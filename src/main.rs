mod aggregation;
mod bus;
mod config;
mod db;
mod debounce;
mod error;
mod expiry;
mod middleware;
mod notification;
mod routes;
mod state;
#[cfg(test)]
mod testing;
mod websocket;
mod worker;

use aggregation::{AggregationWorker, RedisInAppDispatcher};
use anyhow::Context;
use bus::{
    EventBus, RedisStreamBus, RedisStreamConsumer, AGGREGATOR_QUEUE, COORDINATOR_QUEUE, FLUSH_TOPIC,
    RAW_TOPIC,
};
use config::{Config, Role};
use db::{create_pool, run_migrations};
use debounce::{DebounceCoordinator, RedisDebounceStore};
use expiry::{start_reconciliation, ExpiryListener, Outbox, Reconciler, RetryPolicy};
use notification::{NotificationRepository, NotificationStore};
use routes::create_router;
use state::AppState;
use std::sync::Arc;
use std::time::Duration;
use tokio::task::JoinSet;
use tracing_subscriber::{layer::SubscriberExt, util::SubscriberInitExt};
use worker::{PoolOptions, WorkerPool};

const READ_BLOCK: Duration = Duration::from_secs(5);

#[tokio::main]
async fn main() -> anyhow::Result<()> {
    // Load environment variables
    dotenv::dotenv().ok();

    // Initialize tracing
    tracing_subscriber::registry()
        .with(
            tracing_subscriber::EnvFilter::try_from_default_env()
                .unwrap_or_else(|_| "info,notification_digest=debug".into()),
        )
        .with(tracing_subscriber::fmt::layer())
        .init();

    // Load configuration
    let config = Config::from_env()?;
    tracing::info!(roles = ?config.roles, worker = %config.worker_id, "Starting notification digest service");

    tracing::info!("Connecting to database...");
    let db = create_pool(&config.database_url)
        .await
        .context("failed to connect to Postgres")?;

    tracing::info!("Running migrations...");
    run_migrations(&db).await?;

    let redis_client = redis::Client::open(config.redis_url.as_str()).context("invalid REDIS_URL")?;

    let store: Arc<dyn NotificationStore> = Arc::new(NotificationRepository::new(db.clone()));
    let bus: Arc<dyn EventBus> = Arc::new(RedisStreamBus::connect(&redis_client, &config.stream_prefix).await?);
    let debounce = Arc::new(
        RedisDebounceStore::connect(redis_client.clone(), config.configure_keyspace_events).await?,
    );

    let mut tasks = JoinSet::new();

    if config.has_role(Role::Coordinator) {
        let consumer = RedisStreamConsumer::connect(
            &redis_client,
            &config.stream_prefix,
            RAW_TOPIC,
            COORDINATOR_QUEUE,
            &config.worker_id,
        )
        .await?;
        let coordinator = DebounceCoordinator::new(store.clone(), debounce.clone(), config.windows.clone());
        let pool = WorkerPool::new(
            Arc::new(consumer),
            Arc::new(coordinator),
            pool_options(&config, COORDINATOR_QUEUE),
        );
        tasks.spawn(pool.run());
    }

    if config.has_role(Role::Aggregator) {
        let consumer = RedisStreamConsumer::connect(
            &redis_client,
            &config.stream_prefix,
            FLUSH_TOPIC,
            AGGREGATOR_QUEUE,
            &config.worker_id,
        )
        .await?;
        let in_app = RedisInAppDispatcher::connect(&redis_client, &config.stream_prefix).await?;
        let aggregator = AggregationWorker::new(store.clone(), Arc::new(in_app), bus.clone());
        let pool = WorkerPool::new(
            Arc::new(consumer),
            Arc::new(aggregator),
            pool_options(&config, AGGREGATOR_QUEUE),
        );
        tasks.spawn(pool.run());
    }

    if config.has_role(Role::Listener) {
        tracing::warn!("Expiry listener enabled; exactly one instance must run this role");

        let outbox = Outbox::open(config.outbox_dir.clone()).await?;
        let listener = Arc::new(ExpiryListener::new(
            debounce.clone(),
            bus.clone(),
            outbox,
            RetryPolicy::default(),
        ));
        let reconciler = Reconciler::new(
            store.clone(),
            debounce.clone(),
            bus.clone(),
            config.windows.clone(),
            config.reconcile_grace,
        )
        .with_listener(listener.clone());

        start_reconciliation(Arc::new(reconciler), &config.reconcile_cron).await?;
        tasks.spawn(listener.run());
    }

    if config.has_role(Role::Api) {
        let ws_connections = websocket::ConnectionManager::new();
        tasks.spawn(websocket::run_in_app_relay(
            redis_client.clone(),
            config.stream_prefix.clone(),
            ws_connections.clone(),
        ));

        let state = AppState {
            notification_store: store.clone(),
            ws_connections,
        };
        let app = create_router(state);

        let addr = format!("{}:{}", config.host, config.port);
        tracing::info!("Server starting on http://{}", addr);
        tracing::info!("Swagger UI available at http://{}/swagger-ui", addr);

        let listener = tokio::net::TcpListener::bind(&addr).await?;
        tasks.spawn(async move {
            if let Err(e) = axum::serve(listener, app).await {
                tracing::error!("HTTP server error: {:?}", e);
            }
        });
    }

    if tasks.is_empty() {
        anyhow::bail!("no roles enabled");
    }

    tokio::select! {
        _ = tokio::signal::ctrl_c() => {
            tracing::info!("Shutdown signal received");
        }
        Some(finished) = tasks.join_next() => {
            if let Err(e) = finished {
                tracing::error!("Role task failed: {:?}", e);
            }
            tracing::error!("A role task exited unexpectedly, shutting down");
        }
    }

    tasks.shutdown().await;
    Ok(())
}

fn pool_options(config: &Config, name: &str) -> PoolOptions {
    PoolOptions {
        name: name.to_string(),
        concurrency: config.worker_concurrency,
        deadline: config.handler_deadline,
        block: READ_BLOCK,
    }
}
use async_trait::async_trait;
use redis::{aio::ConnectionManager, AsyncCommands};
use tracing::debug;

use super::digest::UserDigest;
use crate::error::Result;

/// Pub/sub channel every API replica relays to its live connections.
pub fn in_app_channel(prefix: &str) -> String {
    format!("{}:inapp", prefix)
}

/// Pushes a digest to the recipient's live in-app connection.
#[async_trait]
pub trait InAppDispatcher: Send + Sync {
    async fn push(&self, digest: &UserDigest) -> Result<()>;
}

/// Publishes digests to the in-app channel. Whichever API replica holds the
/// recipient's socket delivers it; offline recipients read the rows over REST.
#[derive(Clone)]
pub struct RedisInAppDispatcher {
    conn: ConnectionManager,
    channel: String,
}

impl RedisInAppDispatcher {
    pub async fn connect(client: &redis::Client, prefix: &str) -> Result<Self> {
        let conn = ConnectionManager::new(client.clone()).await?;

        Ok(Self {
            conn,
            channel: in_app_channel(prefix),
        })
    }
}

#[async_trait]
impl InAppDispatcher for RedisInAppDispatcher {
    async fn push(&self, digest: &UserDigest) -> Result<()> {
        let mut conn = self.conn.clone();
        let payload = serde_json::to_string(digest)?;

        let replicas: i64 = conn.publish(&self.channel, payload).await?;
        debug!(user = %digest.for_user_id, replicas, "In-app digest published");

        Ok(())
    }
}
────────────────
Please show the lines of the material that contain the string "AppState".

- [Answer section]
use state::AppState;
        let state = AppState {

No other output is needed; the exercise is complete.